(Collected data)
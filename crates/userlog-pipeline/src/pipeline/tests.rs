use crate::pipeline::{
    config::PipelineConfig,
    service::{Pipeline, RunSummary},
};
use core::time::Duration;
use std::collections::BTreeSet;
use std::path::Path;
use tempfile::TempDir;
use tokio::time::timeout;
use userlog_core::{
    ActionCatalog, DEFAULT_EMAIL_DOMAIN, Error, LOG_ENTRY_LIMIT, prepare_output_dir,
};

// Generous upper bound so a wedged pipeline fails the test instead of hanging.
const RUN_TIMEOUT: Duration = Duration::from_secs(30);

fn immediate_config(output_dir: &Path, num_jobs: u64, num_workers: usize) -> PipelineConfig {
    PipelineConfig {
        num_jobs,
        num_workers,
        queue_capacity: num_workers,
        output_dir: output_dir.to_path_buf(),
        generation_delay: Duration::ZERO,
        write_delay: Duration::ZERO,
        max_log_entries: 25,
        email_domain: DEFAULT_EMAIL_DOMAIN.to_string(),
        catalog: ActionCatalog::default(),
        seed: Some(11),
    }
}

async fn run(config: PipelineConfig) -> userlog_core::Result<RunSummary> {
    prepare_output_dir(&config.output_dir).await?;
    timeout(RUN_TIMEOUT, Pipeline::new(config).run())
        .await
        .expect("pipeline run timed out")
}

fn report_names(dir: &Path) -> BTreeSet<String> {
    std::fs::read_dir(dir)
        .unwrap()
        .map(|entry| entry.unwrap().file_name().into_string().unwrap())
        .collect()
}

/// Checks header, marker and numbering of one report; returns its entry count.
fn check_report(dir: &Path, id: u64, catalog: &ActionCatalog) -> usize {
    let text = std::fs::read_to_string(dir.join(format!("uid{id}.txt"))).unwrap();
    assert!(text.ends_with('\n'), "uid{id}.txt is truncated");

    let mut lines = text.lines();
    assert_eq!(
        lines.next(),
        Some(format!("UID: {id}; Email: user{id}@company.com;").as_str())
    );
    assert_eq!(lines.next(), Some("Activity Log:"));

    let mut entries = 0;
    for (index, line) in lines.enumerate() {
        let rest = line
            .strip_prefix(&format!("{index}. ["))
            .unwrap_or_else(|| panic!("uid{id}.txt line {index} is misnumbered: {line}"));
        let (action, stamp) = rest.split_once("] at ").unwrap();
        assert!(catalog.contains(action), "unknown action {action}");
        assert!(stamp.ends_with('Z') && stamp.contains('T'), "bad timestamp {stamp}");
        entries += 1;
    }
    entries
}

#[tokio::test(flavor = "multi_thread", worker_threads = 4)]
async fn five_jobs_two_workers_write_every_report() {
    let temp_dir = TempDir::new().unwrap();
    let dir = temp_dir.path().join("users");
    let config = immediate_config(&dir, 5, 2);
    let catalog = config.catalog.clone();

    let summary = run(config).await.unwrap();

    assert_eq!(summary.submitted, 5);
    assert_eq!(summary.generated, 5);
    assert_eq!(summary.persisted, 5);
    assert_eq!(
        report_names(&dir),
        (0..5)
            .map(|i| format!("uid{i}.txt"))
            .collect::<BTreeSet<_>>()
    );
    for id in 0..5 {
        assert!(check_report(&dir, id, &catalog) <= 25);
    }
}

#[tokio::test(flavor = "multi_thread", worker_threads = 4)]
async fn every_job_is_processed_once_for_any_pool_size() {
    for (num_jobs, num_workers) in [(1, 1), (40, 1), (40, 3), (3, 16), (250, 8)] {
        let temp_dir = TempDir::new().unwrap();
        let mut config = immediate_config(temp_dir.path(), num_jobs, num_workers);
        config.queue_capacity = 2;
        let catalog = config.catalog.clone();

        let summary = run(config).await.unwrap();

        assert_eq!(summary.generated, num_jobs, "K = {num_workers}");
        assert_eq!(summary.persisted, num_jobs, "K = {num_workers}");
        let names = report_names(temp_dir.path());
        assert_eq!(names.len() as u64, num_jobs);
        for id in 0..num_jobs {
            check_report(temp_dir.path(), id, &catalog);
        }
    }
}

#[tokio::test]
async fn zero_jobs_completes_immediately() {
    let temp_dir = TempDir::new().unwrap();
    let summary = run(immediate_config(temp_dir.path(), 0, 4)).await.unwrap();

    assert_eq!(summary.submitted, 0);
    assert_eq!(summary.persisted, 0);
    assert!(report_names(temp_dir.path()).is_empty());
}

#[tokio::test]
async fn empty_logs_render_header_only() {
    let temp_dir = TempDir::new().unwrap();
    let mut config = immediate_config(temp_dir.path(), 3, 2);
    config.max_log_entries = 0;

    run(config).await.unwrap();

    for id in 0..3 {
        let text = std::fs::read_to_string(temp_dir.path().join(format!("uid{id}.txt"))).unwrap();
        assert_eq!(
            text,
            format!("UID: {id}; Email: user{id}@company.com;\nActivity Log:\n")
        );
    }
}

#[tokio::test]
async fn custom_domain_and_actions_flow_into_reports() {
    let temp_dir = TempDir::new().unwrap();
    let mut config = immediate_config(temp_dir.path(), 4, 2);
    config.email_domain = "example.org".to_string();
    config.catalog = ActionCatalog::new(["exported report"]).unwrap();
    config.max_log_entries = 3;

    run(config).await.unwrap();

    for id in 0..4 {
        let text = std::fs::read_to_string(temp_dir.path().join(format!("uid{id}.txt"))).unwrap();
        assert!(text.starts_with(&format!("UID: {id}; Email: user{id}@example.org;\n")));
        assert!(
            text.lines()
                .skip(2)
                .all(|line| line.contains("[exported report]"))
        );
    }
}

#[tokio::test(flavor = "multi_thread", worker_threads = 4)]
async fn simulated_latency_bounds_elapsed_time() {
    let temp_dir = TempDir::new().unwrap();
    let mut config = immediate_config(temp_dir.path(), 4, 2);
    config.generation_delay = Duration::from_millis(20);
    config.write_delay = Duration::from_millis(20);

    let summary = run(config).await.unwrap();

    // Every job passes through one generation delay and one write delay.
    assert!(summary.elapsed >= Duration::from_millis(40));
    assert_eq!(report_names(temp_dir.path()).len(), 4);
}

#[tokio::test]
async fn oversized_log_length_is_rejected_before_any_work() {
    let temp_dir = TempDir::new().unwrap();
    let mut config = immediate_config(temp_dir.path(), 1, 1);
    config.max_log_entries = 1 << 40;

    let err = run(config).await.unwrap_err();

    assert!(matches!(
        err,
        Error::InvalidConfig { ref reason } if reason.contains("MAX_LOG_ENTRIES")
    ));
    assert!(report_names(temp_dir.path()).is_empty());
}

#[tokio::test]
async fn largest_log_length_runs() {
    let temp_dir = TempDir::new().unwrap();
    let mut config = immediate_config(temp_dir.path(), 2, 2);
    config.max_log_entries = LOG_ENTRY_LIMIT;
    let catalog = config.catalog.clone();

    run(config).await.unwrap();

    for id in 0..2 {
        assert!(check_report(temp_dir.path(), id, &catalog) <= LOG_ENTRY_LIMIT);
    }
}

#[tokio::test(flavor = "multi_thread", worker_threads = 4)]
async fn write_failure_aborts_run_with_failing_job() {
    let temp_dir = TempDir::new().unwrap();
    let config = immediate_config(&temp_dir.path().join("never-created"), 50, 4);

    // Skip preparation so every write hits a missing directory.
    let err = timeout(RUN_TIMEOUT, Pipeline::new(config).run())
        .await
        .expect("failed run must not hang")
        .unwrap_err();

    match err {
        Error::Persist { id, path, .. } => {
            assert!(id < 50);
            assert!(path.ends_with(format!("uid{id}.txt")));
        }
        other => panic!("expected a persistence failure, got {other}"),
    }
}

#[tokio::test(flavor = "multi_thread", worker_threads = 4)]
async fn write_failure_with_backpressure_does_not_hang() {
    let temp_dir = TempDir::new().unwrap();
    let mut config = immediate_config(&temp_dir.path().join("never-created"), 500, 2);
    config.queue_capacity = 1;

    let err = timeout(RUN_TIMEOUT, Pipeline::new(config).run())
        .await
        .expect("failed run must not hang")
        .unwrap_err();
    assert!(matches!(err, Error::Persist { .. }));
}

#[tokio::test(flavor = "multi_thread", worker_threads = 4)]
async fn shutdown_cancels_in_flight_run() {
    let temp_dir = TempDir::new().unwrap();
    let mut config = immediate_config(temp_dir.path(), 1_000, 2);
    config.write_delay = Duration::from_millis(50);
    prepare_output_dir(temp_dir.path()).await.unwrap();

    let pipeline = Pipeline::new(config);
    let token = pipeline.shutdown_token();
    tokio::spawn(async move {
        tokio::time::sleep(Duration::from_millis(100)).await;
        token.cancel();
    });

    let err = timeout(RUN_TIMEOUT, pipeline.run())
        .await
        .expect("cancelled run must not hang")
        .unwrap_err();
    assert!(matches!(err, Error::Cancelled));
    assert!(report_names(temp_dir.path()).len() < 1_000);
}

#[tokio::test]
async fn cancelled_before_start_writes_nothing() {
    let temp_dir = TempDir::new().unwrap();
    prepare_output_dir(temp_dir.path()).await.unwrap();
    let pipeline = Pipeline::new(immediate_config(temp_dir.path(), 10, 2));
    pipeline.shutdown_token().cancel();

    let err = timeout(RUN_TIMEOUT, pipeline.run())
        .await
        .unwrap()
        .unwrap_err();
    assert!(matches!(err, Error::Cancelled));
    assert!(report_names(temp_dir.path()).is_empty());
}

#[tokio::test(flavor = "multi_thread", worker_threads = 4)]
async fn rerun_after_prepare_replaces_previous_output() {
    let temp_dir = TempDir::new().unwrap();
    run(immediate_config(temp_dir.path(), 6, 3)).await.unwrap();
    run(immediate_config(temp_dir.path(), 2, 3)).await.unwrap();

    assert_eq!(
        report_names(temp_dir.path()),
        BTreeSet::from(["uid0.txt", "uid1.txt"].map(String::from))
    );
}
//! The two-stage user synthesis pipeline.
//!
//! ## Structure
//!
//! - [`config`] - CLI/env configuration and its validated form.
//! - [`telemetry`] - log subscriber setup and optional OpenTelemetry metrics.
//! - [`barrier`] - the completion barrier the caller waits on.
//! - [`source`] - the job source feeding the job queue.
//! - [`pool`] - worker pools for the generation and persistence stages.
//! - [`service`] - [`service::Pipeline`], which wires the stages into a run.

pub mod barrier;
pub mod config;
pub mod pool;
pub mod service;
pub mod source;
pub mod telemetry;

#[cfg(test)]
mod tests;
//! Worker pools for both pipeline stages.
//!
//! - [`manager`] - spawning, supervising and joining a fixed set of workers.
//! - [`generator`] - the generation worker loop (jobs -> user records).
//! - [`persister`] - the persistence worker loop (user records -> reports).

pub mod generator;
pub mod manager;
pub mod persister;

• **AIM OF THE TASK**: In how many lines of the data does the string "contains" appear? Give only the number.

• **COMPLETED EXERCISE**: 4